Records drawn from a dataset

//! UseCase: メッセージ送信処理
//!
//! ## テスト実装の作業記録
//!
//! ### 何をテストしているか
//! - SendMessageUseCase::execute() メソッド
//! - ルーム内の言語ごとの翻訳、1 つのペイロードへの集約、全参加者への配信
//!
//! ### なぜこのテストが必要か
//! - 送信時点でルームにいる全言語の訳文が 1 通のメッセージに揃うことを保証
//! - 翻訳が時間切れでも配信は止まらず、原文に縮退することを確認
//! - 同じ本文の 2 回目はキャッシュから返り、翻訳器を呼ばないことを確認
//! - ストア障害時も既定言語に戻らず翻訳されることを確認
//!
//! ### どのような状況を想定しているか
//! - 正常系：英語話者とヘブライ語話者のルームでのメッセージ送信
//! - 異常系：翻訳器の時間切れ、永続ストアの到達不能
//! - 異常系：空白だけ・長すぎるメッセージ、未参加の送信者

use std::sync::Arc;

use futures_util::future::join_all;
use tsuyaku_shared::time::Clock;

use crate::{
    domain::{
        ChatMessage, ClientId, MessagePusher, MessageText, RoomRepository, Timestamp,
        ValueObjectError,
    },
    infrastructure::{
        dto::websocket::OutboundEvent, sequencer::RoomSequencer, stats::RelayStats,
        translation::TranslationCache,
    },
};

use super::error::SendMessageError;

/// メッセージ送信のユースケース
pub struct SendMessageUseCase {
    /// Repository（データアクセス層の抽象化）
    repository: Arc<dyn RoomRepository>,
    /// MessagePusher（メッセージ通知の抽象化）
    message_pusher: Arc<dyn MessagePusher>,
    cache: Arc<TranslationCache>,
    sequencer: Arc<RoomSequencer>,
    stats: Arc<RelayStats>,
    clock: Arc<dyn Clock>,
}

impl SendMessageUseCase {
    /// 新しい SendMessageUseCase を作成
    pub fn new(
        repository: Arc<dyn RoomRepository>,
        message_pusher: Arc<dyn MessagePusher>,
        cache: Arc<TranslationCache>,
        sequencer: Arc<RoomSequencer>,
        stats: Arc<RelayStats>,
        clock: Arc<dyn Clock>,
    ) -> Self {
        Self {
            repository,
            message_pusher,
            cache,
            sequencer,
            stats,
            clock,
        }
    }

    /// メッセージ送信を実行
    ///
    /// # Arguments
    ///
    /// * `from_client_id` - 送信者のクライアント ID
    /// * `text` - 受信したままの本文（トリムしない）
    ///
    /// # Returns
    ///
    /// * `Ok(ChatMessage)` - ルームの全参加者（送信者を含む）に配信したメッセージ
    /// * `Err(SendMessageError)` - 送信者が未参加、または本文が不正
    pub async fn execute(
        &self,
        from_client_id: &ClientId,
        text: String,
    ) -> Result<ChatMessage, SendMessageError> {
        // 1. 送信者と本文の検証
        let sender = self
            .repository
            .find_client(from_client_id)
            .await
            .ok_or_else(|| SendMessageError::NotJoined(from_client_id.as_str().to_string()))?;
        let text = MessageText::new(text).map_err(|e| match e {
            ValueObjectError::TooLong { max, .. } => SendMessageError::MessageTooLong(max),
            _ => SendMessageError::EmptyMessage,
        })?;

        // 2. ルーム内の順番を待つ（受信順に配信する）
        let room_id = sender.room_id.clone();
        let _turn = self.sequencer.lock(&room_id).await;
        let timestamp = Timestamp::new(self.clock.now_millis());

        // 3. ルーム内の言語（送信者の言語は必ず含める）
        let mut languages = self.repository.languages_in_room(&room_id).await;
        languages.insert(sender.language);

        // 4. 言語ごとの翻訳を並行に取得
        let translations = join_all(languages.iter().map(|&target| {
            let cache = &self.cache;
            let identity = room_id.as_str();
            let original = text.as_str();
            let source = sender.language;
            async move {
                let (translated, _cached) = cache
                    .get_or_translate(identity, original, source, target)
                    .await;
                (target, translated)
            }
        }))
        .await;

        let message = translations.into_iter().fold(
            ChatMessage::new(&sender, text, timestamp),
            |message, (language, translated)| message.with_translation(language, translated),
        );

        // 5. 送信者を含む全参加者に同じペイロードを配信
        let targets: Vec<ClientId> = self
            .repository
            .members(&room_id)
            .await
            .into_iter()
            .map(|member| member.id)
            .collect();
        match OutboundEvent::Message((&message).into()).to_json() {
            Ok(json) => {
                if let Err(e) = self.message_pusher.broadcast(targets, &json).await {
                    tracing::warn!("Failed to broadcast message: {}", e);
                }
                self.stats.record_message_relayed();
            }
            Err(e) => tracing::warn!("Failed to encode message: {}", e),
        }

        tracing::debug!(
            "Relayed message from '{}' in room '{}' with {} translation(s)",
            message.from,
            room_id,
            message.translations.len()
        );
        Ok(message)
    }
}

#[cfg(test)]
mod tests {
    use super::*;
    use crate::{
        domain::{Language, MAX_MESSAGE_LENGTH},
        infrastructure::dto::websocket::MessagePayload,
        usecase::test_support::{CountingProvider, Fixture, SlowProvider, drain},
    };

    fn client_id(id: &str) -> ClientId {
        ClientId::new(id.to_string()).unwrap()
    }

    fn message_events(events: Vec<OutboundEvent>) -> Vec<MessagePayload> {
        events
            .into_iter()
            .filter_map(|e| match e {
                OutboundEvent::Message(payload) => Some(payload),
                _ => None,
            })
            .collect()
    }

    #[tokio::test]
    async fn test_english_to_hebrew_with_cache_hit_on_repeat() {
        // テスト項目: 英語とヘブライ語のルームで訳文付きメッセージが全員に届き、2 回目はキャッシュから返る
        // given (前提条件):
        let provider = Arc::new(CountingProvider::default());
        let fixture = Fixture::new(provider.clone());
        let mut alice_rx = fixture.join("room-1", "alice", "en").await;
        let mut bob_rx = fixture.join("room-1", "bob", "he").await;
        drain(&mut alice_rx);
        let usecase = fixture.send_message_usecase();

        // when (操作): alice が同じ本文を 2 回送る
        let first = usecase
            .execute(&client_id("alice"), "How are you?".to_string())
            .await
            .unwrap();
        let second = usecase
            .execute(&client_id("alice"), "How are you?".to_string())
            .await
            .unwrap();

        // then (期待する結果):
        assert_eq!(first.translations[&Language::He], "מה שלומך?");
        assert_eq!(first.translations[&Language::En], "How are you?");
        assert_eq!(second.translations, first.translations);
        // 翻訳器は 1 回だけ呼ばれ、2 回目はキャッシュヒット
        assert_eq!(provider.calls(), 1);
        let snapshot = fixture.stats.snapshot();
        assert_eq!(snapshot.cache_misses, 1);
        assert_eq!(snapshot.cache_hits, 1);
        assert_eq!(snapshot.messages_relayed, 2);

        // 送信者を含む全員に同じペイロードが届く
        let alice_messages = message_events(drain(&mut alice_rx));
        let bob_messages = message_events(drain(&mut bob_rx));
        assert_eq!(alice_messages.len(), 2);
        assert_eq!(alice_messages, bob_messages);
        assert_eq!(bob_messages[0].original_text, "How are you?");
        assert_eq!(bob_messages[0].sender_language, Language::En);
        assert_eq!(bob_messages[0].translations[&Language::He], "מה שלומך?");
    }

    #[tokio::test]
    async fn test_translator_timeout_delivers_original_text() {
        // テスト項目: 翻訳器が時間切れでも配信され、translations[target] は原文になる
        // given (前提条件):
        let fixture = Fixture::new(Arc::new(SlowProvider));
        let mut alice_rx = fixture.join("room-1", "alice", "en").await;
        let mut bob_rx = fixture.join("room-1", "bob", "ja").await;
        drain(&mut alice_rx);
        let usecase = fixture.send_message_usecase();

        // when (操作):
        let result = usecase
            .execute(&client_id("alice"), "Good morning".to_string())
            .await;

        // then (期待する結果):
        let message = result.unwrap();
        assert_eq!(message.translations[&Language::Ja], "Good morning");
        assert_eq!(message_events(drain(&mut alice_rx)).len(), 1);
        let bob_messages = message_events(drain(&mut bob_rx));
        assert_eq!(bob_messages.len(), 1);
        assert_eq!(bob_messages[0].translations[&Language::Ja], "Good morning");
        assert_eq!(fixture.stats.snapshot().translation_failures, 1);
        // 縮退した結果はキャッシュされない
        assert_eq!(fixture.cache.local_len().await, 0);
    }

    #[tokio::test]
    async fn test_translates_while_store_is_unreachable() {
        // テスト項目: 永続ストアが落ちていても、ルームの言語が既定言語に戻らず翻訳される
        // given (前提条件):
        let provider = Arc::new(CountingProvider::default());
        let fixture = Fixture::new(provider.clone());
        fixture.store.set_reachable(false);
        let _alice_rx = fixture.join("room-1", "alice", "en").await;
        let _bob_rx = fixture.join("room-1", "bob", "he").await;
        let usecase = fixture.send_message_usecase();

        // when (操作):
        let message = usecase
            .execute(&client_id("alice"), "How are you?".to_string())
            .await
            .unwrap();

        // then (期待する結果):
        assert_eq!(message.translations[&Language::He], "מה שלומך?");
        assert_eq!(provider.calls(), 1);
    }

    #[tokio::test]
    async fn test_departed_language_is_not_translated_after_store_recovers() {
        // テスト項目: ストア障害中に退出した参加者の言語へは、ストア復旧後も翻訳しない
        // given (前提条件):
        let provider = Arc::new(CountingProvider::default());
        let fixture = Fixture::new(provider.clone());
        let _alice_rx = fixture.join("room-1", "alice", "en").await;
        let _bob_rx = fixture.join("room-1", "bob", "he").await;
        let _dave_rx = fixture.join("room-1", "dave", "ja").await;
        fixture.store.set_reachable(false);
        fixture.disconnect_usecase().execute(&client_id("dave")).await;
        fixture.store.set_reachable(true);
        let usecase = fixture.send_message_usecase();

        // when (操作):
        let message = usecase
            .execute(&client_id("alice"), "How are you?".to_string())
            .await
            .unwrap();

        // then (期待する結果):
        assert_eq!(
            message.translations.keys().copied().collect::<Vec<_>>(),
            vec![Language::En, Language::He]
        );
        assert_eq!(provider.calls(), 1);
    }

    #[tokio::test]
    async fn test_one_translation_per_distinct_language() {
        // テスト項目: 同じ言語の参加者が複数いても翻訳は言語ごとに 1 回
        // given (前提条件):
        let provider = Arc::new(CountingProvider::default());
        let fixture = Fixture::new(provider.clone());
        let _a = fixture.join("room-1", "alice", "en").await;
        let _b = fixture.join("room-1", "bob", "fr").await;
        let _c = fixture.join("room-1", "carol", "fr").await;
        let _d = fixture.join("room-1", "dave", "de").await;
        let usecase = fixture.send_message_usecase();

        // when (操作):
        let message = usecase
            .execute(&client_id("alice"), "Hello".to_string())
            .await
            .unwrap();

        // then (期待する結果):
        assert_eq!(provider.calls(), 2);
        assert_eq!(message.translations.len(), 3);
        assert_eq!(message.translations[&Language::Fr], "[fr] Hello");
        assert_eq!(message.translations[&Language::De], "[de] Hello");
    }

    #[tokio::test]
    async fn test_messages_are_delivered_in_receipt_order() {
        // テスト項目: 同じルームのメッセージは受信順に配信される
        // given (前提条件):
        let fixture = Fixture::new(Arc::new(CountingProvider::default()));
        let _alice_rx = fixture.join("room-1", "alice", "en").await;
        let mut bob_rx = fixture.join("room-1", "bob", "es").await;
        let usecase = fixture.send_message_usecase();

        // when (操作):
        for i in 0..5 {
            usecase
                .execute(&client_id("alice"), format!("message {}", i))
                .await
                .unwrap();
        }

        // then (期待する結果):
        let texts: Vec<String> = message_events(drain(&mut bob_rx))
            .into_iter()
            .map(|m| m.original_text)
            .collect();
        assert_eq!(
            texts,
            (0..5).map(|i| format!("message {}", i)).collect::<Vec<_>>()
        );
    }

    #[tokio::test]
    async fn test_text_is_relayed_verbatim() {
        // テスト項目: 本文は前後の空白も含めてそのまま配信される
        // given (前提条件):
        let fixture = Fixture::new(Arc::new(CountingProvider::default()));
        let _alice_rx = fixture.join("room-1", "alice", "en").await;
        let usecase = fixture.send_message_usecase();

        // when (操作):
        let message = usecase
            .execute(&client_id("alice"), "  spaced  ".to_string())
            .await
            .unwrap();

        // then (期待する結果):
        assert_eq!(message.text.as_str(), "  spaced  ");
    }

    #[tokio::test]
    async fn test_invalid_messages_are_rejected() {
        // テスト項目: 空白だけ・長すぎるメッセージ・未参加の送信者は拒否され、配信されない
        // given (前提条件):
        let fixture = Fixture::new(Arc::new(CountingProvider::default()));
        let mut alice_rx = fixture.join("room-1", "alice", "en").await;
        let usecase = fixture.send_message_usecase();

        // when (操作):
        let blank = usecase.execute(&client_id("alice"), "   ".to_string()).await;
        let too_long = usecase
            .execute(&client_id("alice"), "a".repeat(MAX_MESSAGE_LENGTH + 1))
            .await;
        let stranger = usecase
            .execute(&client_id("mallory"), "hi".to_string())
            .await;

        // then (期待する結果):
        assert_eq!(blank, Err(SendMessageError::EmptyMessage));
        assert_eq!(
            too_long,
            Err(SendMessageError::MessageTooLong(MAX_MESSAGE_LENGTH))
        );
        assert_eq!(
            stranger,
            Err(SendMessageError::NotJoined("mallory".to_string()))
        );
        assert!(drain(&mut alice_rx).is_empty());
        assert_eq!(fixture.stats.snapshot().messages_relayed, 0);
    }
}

→ **The task**:
Some of the data mentions "async". Copy every line where it does.

→ **Solution for this exercise**:
    pub async fn execute(
            async move {
    async fn test_english_to_hebrew_with_cache_hit_on_repeat() {
    async fn test_translator_timeout_delivers_original_text() {
    async fn test_translates_while_store_is_unreachable() {
    async fn test_departed_language_is_not_translated_after_store_recovers() {
    async fn test_one_translation_per_distinct_language() {
    async fn test_messages_are_delivered_in_receipt_order() {
    async fn test_text_is_relayed_verbatim() {
    async fn test_invalid_messages_are_rejected() {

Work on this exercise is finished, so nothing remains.